::: INFORMATION GIVEN :::

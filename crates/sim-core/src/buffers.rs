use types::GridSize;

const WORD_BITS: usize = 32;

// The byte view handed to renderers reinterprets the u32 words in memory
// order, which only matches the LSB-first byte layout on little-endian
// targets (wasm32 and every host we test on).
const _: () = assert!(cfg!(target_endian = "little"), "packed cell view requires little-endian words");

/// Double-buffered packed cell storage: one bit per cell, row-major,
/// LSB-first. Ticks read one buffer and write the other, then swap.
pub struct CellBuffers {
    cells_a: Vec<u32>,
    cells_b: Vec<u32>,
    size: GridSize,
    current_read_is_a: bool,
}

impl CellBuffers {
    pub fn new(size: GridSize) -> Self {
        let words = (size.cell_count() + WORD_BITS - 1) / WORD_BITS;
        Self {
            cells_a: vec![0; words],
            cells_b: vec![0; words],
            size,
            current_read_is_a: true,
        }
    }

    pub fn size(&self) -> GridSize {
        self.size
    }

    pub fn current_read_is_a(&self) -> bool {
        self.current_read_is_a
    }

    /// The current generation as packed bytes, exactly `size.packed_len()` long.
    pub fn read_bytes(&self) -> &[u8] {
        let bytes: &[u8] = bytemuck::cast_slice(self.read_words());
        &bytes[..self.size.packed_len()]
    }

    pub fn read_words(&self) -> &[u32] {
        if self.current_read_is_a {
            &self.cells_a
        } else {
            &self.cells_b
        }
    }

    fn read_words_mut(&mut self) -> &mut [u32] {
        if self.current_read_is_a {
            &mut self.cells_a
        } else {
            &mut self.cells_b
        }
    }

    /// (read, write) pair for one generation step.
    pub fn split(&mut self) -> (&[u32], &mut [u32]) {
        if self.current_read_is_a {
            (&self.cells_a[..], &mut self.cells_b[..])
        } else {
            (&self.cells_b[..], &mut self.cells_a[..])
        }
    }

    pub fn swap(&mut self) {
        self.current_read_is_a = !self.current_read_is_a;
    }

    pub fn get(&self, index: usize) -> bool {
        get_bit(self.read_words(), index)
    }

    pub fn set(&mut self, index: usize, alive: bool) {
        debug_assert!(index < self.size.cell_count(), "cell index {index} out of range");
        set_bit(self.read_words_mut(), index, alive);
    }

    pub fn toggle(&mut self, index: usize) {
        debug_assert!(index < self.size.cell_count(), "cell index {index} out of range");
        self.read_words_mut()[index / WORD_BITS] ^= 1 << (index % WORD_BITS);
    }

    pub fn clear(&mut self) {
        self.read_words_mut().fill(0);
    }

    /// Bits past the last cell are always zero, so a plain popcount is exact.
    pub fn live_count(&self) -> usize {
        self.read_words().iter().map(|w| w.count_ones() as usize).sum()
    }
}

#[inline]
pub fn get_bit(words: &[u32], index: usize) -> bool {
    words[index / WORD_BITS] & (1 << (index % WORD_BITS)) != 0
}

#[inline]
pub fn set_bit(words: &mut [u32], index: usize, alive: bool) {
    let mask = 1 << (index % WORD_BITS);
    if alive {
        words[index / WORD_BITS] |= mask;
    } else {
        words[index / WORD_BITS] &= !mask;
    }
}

:::
::: INFORMATION GIVEN :::

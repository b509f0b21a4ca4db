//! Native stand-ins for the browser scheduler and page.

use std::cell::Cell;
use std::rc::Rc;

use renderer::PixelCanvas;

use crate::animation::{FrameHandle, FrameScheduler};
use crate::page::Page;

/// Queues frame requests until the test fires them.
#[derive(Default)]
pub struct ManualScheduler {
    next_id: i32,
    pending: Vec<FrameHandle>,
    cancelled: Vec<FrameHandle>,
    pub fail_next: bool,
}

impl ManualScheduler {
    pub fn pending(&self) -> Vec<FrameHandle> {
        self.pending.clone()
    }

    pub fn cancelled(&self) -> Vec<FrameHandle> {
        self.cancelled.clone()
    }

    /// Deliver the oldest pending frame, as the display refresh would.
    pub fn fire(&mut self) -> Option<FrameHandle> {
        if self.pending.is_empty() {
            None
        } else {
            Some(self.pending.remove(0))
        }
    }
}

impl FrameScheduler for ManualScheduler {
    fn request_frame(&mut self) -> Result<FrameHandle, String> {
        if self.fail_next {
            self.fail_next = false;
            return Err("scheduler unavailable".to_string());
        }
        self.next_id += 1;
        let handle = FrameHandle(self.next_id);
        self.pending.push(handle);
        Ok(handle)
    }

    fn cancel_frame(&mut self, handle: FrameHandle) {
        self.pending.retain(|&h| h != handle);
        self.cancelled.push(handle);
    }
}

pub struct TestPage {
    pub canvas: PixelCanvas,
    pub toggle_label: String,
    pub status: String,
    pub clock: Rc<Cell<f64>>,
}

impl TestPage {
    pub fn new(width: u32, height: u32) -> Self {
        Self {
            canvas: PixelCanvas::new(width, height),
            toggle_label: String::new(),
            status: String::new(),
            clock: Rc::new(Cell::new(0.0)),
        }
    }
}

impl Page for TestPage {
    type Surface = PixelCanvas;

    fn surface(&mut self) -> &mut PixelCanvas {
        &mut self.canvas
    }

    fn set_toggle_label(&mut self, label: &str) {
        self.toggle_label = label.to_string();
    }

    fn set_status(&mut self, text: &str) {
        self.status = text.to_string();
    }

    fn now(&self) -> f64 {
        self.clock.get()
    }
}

:::

GOAL OF THE EXERCISE -> Tally the lines of the records above that contain the word "width". Give only the total.

SOLUTION TO THIS EXERCISE -> 2